It’s true that much energy is devoted to the playfulness between our sometimes-capricious narrators and Amir and their interpretation of events. (Not to mention the atmosphere of playfulness and carefreeness found in Amir’s playboy lifestyle pre-war, which others relate to him.) Yet Moon Brow is indeed a war story, and takes deliberate steps in describing the horrors of battle

By the time he makes his way to the soldiers, the pleas and howls of three of them have stopped. Like a snake, an intestine has slithered under a rock. A lacerated red mask on a face. One man, sitting on his knees, his forehead on the ground, silently trembles. His uniform is soaked with blood. Is it his blood or another soldier’s?

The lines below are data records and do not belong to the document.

// Listener, accept loop and per-connection event loop

use std::future::Future;
use std::io;
use std::sync::Arc;
use std::time::Duration;

use futures_util::StreamExt;
use tokio::io::{AsyncRead, AsyncWrite};
use tokio::net::{TcpListener, TcpStream};
use tokio::signal;
use tokio_util::codec::Framed;
use tracing::{debug, error, info, info_span, warn, Instrument};
use uuid::Uuid;

use crate::config::Endpoint;
use crate::error::ServerError;
use crate::handler::{EventHandler, SynthesisContext};
use crate::protocol::WyomingCodec;

#[cfg(unix)]
use std::path::PathBuf;
#[cfg(unix)]
use tokio::net::{UnixListener, UnixStream};

/// Pause after a failed accept so a persistent error (e.g. out of file
/// descriptors) does not spin the loop.
const ACCEPT_BACKOFF: Duration = Duration::from_millis(100);

pub enum Listener {
    Tcp(TcpListener),
    #[cfg(unix)]
    Unix { listener: UnixListener, path: PathBuf },
}

/// An accepted client stream.
pub enum Connection {
    Tcp(TcpStream),
    #[cfg(unix)]
    Unix(UnixStream),
}

impl Listener {
    pub async fn bind(endpoint: &Endpoint) -> io::Result<Self> {
        match endpoint {
            Endpoint::Tcp(addr) => Ok(Listener::Tcp(TcpListener::bind(addr.as_str()).await?)),
            #[cfg(unix)]
            Endpoint::Unix(path) => {
                remove_stale_socket(path)?;
                let listener = UnixListener::bind(path)?;
                Ok(Listener::Unix {
                    listener,
                    path: path.clone(),
                })
            }
        }
    }

    /// The bound endpoint, with the real port when `:0` was requested.
    pub fn local_endpoint(&self) -> io::Result<Endpoint> {
        match self {
            Listener::Tcp(listener) => Ok(Endpoint::Tcp(listener.local_addr()?.to_string())),
            #[cfg(unix)]
            Listener::Unix { path, .. } => Ok(Endpoint::Unix(path.clone())),
        }
    }

    pub async fn accept(&self) -> io::Result<(Connection, String)> {
        match self {
            Listener::Tcp(listener) => {
                let (stream, peer) = listener.accept().await?;
                if let Err(e) = stream.set_nodelay(true) {
                    debug!("Failed to set TCP_NODELAY: {e}");
                }
                Ok((Connection::Tcp(stream), peer.to_string()))
            }
            #[cfg(unix)]
            Listener::Unix { listener, path } => {
                let (stream, _) = listener.accept().await?;
                Ok((Connection::Unix(stream), path.display().to_string()))
            }
        }
    }
}

#[cfg(unix)]
impl Drop for Listener {
    fn drop(&mut self) {
        if let Listener::Unix { path, .. } = self {
            if let Err(e) = std::fs::remove_file(&*path) {
                if e.kind() != io::ErrorKind::NotFound {
                    warn!("Failed to remove socket {}: {e}", path.display());
                }
            }
        }
    }
}

/// A socket file left behind by a previous run; regular files are never
/// touched.
#[cfg(unix)]
fn remove_stale_socket(path: &std::path::Path) -> io::Result<()> {
    use std::os::unix::fs::FileTypeExt;

    match std::fs::symlink_metadata(path) {
        Ok(meta) if meta.file_type().is_socket() => std::fs::remove_file(path),
        Ok(_) => Err(io::Error::new(
            io::ErrorKind::AlreadyExists,
            format!("{} exists and is not a socket", path.display()),
        )),
        Err(e) if e.kind() == io::ErrorKind::NotFound => Ok(()),
        Err(e) => Err(e),
    }
}

/// Read events from one client until it disconnects, answering each in turn.
pub async fn serve_connection<T>(io: T, handler: EventHandler) -> Result<(), ServerError>
where
    T: AsyncRead + AsyncWrite + Unpin,
{
    let _active = handler.metrics().connection_opened();
    let mut framed = Framed::new(io, WyomingCodec::new());
    while let Some(event) = framed.next().await {
        handler.handle_event(event?, &mut framed).await?;
    }
    Ok(())
}

fn spawn_connection(connection: Connection, peer: String, ctx: Arc<SynthesisContext>) {
    let span = info_span!("connection", id = %Uuid::new_v4(), peer = %peer);
    tokio::spawn(
        async move {
            debug!("Client connected");
            let handler = EventHandler::new(ctx);
            let result = match connection {
                Connection::Tcp(stream) => serve_connection(stream, handler).await,
                #[cfg(unix)]
                Connection::Unix(stream) => serve_connection(stream, handler).await,
            };
            match result {
                Ok(()) => debug!("Client disconnected"),
                Err(e) => warn!("Connection closed: {e}"),
            }
        }
        .instrument(span),
    );
}

/// Accept clients until `shutdown` resolves. Each connection runs on its
/// own task; synthesis across all of them is serialised by the model lock.
pub async fn run_until<F>(listener: Listener, ctx: Arc<SynthesisContext>, shutdown: F)
where
    F: Future<Output = ()>,
{
    tokio::pin!(shutdown);
    loop {
        tokio::select! {
            _ = &mut shutdown => {
                info!("Shutdown signal received, stopping server");
                break;
            }
            accepted = listener.accept() => match accepted {
                Ok((connection, peer)) => spawn_connection(connection, peer, Arc::clone(&ctx)),
                Err(e) => {
                    warn!("Failed to accept connection: {e}");
                    tokio::time::sleep(ACCEPT_BACKOFF).await;
                }
            },
        }
    }
}

/// Wait for shutdown signal (SIGINT or SIGTERM).
pub async fn shutdown_signal() {
    let ctrl_c = async {
        if let Err(e) = signal::ctrl_c().await {
            error!("Failed to install Ctrl+C handler: {e}");
            std::future::pending::<()>().await;
        }
    };

    #[cfg(unix)]
    let terminate = async {
        match signal::unix::signal(signal::unix::SignalKind::terminate()) {
            Ok(mut sigterm) => {
                sigterm.recv().await;
            }
            Err(e) => {
                error!("Failed to install SIGTERM handler: {e}");
                std::future::pending::<()>().await;
            }
        }
    };

    #[cfg(not(unix))]
    let terminate = std::future::pending::<()>();

    tokio::select! {
        _ = ctrl_c => {},
        _ = terminate => {},
    }
}
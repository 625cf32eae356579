//! Float waveform -> 16-bit little-endian PCM.

use ndarray::ArrayD;

/// Output volume multiplier used when none is configured.
pub const DEFAULT_GAIN: f32 = 3.0;

const I16_MAX_F32: f32 = i16::MAX as f32;

/// Apply `gain`, clamp to [-1.0, 1.0] and quantize one sample.
///
/// NaN quantizes to silence.
#[inline]
pub fn quantize_sample(sample: f32, gain: f32) -> i16 {
    let v = (sample * gain).clamp(-1.0, 1.0);
    (v * I16_MAX_F32).round() as i16
}

/// Convert a model waveform of any shape into PCM bytes.
///
/// Samples are read in logical order, so batch or singleton axes collapse
/// and a 0-d result becomes a single sample.
pub fn postprocess(samples: &ArrayD<f32>, gain: f32) -> Vec<u8> {
    let mut out = Vec::with_capacity(samples.len() * 2);
    for &s in samples.iter() {
        out.extend_from_slice(&quantize_sample(s, gain).to_le_bytes());
    }
    out
}

#[cfg(test)]
mod tests {
    use super::*;
    use ndarray::{arr0, Array2, ArrayD, IxDyn};

    fn as_i16(bytes: &[u8]) -> Vec<i16> {
        bytes
            .chunks_exact(2)
            .map(|b| i16::from_le_bytes([b[0], b[1]]))
            .collect()
    }

    #[test]
    fn test_clamp_upper_bound() {
        assert_eq!(quantize_sample(2.0, 1.0), i16::MAX);
        assert_eq!(quantize_sample(0.5, 3.0), i16::MAX);
    }

    #[test]
    fn test_clamp_lower_bound() {
        // -1.0 * 32767 never reaches i16::MIN
        assert_eq!(quantize_sample(-5.0, 1.0), -32767);
    }

    #[test]
    fn test_rounds_to_nearest() {
        assert_eq!(quantize_sample(0.6 / I16_MAX_F32, 1.0), 1);
        assert_eq!(quantize_sample(0.4 / I16_MAX_F32, 1.0), 0);
        assert_eq!(quantize_sample(-0.6 / I16_MAX_F32, 1.0), -1);
    }

    #[test]
    fn test_nan_is_silence() {
        assert_eq!(quantize_sample(f32::NAN, 3.0), 0);
    }

    #[test]
    fn test_gain_applied_before_clamp() {
        let w = ArrayD::from_shape_vec(IxDyn(&[3]), vec![0.1, -0.1, 0.0]).unwrap();
        let pcm = as_i16(&postprocess(&w, 3.0));
        assert_eq!(pcm, vec![9830, -9830, 0]);
    }

    #[test]
    fn test_batch_dimension_collapses() {
        let w = Array2::from_shape_vec((1, 4), vec![0.0, 0.25, 0.5, 1.0])
            .unwrap()
            .into_dyn();
        let pcm = postprocess(&w, 1.0);
        assert_eq!(pcm.len(), 8);
        assert_eq!(as_i16(&pcm), vec![0, 8192, 16384, 32767]);
    }

    #[test]
    fn test_scalar_becomes_single_sample() {
        let w = arr0(1.0f32).into_dyn();
        let pcm = postprocess(&w, 1.0);
        assert_eq!(as_i16(&pcm), vec![32767]);
    }

    #[test]
    fn test_little_endian_layout() {
        let w = ArrayD::from_shape_vec(IxDyn(&[1]), vec![1.0]).unwrap();
        assert_eq!(postprocess(&w, 1.0), vec![0xff, 0x7f]);
    }

    #[test]
    fn test_deterministic() {
        let samples: Vec<f32> = (0..1000).map(|i| ((i as f32) * 0.013).sin() * 0.4).collect();
        let w = ArrayD::from_shape_vec(IxDyn(&[samples.len()]), samples).unwrap();
        assert_eq!(postprocess(&w, DEFAULT_GAIN), postprocess(&w, DEFAULT_GAIN));
    }

    #[test]
    fn test_empty_waveform() {
        let w = ArrayD::<f32>::zeros(IxDyn(&[0]));
        assert!(postprocess(&w, DEFAULT_GAIN).is_empty());
    }
}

Amir’s memories of the violence of the front are almost hallucinogenic, a consequence both of the precise language used to conjure such awfulness as well as the already established shifting narrative. The sometimes-brief recollections that spool into one another continuously in an almost stream-of-consciousness manner heighten the drama. Images of war and beauty exist in close proximity, and the sudden turn from idyllic to grotesque mirrors the precariousness of human life in wartime.

To truly appreciate Moon Brow one must embrace a mindset that maintains the world is not black and white, but in fact gray. Amir’s world is one where something can both be and not be in the same breath:

There are and there are not clouds in the sky. There is and there is not the perfume of wintersweet flowers in the air. There is and there is not the tick tock of a clock. There is the smell of dead leaves fermenting and there is no cuckoo of a cuckoo bird.

This is complicated, enjoyably, by the ongoing disagreements between the raconteur scribes. “The account on his left shoulder is faulty,” says the scribe on Amir’s right shoulder. “Not that it is untrue, but it has been written from Abu-Yahya’s perspective. This should not be done.” We inhabit the area between the two, listening to both sides, trying to piece together, alongside Amir, an accurate account of his life before the war. After a while, a certain vertigo permeates the text.

It’s quite remarkable, and should be counted as a tremendous success, then that Shahriar Mandanipour sustains this tightrope act for well over 400 pages, both rewarding and delighting those who make the journey with Amir.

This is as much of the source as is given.